The power of the court to appoint a receiver for the estate of a decedent in a pending action was recognized and applied In re Estate of Wright, 200 N. C., 620, 158 S. E., 192.
*770In arriving at a conclusion as to whether a misjoinder of parties and causes of action appears in a given complaint, the entire pleading must be construed as a unit. Interpreting the complaint in the present case, it is obvious that the suit brought by the receiver is in the nature of a creditors’ bill for an accounting, including the recovery of assets of the estate wrongfully disposed of and for assets which should be applied to the claims of creditors. The governing principle is quoted in Chemical Co. v.
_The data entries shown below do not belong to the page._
// Copyright 2025 Johann Kempter
//
// Licensed under the Apache License, Version 2.0 (the "License");
// you may not use this file except in compliance with the License.
// You may obtain a copy of the License at
//
//     http://www.apache.org/licenses/LICENSE-2.0
//
// Unless required by applicable law or agreed to in writing, software
// distributed under the License is distributed on an "AS IS" BASIS,
// WITHOUT WARRANTIES OR CONDITIONS OF ANY KIND, either express or implied.
// See the License for the specific language governing permissions and
// limitations under the License.
//
// SPDX-License-Identifier: Apache-2.0

#![doc(html_no_source)]
#![deny(missing_docs)]
#![allow(clippy::too_many_arguments)]
// - 'file/physical.rs' uses mmap to map a module file into memory

//! # aspectweave
//!
//! A static aspect weaver for compiled stack-machine modules. Aspects are declared as custom
//! attributes deriving from `AspectWeave.BaseAspect` on a module, a type, a property or a
//! method. After compilation, `aspectweave` rewrites the body of every targeted member so
//! that the aspect hooks `OnEntry`, `OnSuccess`, `OnException` and `OnExit` run around the
//! original code, and emits an initializer type that constructs one aspect instance per
//! use site exactly once.
//!
//! ## Features
//!
//! - **Scoped declarations** - Module, type, property and method level aspects merged with
//!   `Exclude`, `Replace` and `Order` semantics
//! - **Target filtering** - `ElementTargets` plus literal, wildcard and `/regex/` patterns
//!   for type and member names
//! - **Single-exit rewrite** - All returns funnel through one epilogue; constructor chaining
//!   stays outside the protected region
//! - **Flow control** - Hooks can return early, replace the return value or substitute the
//!   thrown exception through `MethodExecInfo`
//! - **Build-step friendly** - Idempotent, atomic output, optional strong-name signing and
//!   debug-symbol remapping
//! - **Execution runtime** - An interpreter for woven bodies, for checking behaviour without
//!   the target platform
//!
//! ## Quick Start
//!
//! ### Using the Prelude
//!
//! ```rust,no_run
//! use aspectweave::prelude::*;
//!
//! let outcome = WeaveTask::new(WeaveConfig::new("bin/Sample.module.json")).run()?;
//! println!("{outcome}");
//! # Ok::<(), aspectweave::Error>(())
//! ```
//!
//! ### Weaving a Module in Memory
//!
//! ```rust,no_run
//! use aspectweave::{file, resolver::Resolver, weaver::Weaver};
//! use std::path::Path;
//!
//! let mut module = file::load_module(Path::new("bin/Sample.module.json"))?;
//! let resolver = Resolver::with_references(&["lib/Aspects.module.json"])?;
//!
//! for plan in Weaver::new(&resolver).plan(&module)? {
//!     println!("{} <- {} aspects", plan.member, plan.aspects.len());
//! }
//! let outcome = Weaver::new(&resolver).weave(&mut module)?;
//! println!("{outcome}");
//! # Ok::<(), aspectweave::Error>(())
//! ```
//!
//! ### Running Woven Code
//!
//! ```rust,no_run
//! use aspectweave::{emulation::{EmValue, Runtime}, file, resolver::Resolver};
//! use std::path::Path;
//!
//! let module = file::load_module(Path::new("bin/Sample.module.json"))?;
//! let mut runtime = Runtime::new(module, Resolver::new()?);
//! let outcome = runtime.call_static("Sample.Calc", "Add", vec![EmValue::I32(1), EmValue::I32(3)])?;
//! assert_eq!(outcome.value(), Some(&EmValue::I32(4)));
//! # Ok::<(), aspectweave::Error>(())
//! ```
//!
//! ## Error Handling
//!
//! All fallible operations return [`Result<T>`], an alias over [`Error`]. Declaration and
//! structural problems are fatal for the whole module and leave the file on disk unchanged.

#[macro_use]
pub(crate) mod error;

/// Shared functionality which is used in unit-tests
#[cfg(test)]
pub(crate) mod test;

/// Convenient re-exports of the most commonly used types.
///
/// # Example
///
/// ```rust,no_run
/// use aspectweave::prelude::*;
///
/// let config = WeaveConfig::new("bin/Sample.module.json").with_key_file("Sample.snk");
/// let outcome = WeaveTask::new(config).run()?;
/// assert!(!matches!(outcome, WeaveOutcome::AlreadyProcessed));
/// # Ok::<(), aspectweave::Error>(())
/// ```
pub mod prelude;

/// The module model: tokens, type and member definitions, signatures and custom attributes.
///
/// Modules are plain data. They serialize to JSON and are built either by deserializing a
/// module file or through the fluent builders in [`metadata::builders`].
pub mod metadata;

/// Method body IR: instructions, terminators, basic blocks and exception handlers.
///
/// # Key Types
///
/// - [`assembly::Instruction`] - A straight-line stack-machine operation
/// - [`assembly::Terminator`] - The control transfer that ends a block
/// - [`assembly::MethodBody`] - Blocks, locals and the ordered handler table
/// - [`assembly::MethodBodyBuilder`] - Label based construction of bodies
pub mod assembly;

/// Control-flow analysis over method bodies.
///
/// [`analysis::ControlFlowGraph`] derives successors and predecessors from terminators and
/// validates the structural rules a body must satisfy before and after weaving.
pub mod analysis;

/// Aspect discovery, scope resolution and the method body rewrite.
///
/// # Key Components
///
/// - [`weaver::Weaver`] - Drives one module through discovery, planning and rewriting
/// - [`weaver::pattern::TargetPattern`] - Type and member name filters
/// - [`weaver::scope`] - Merge rules for nested declarations
/// - [`weaver::transform`] - The per-method instrumentation
/// - [`weaver::initializer`] - The synthesized aspect instance collection
pub mod weaver;

/// An interpreter for module code, used to execute woven bodies.
pub mod emulation;

/// Loading and saving of module files and their debug-symbol side-files.
pub mod file;

/// Resolution of type identities across the module and its references.
pub mod resolver;

/// Strong-name keys and module signing.
pub mod signing;

/// Configuration of a weave run.
pub mod config;

/// The build-step entry point.
pub mod task;

/// `aspectweave` Result type
///
/// A type alias for `std::result::Result<T, Error>` where the error type is always [`Error`].
pub type Result<T> = std::result::Result<T, Error>;

/// `aspectweave` Error type
///
/// The main error type for all operations in this crate. See [`Error`] for the full list of
/// failure classes.
pub use error::Error;

/// Configuration of a [`WeaveTask`]
pub use config::WeaveConfig;

/// Runs one weave over a module file
pub use task::WeaveTask;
Floyd, 158 N. C., 455, 74 S. E., 465, as follows: “If the grounds of the bill be not entirely distinct and wholly unconnected; if they arise out of one and the same transaction, or series of transactions, forming-one course of dealing, and all tending to one end — if one connected story can be told of the whole, the objection cannot apply. And it has been held not to apply, when there has been a general right in the plaintiff, covering the whole case, although the rights of the defendants may have been distinct. Nor will it apply when one general right is claimed by the plaintiff, though the individuals made defendants have separate and distinct rights; and in such a case they may all be charged in the same bill, and a demurrer for that cause will not be sustained.” See Bedsole v. Monroe, 40 N. C., 313; Fisher v. Trust Co., 138 N. C., 225, 50 S. E., 659; S. v. McCanless, 193 N. C., 200, 136 S. E., 371. Many apposite decisions are reviewed in the McCanless case, supra. The cases cited and others of like tenor fully sustain the judgment.
Affirmed.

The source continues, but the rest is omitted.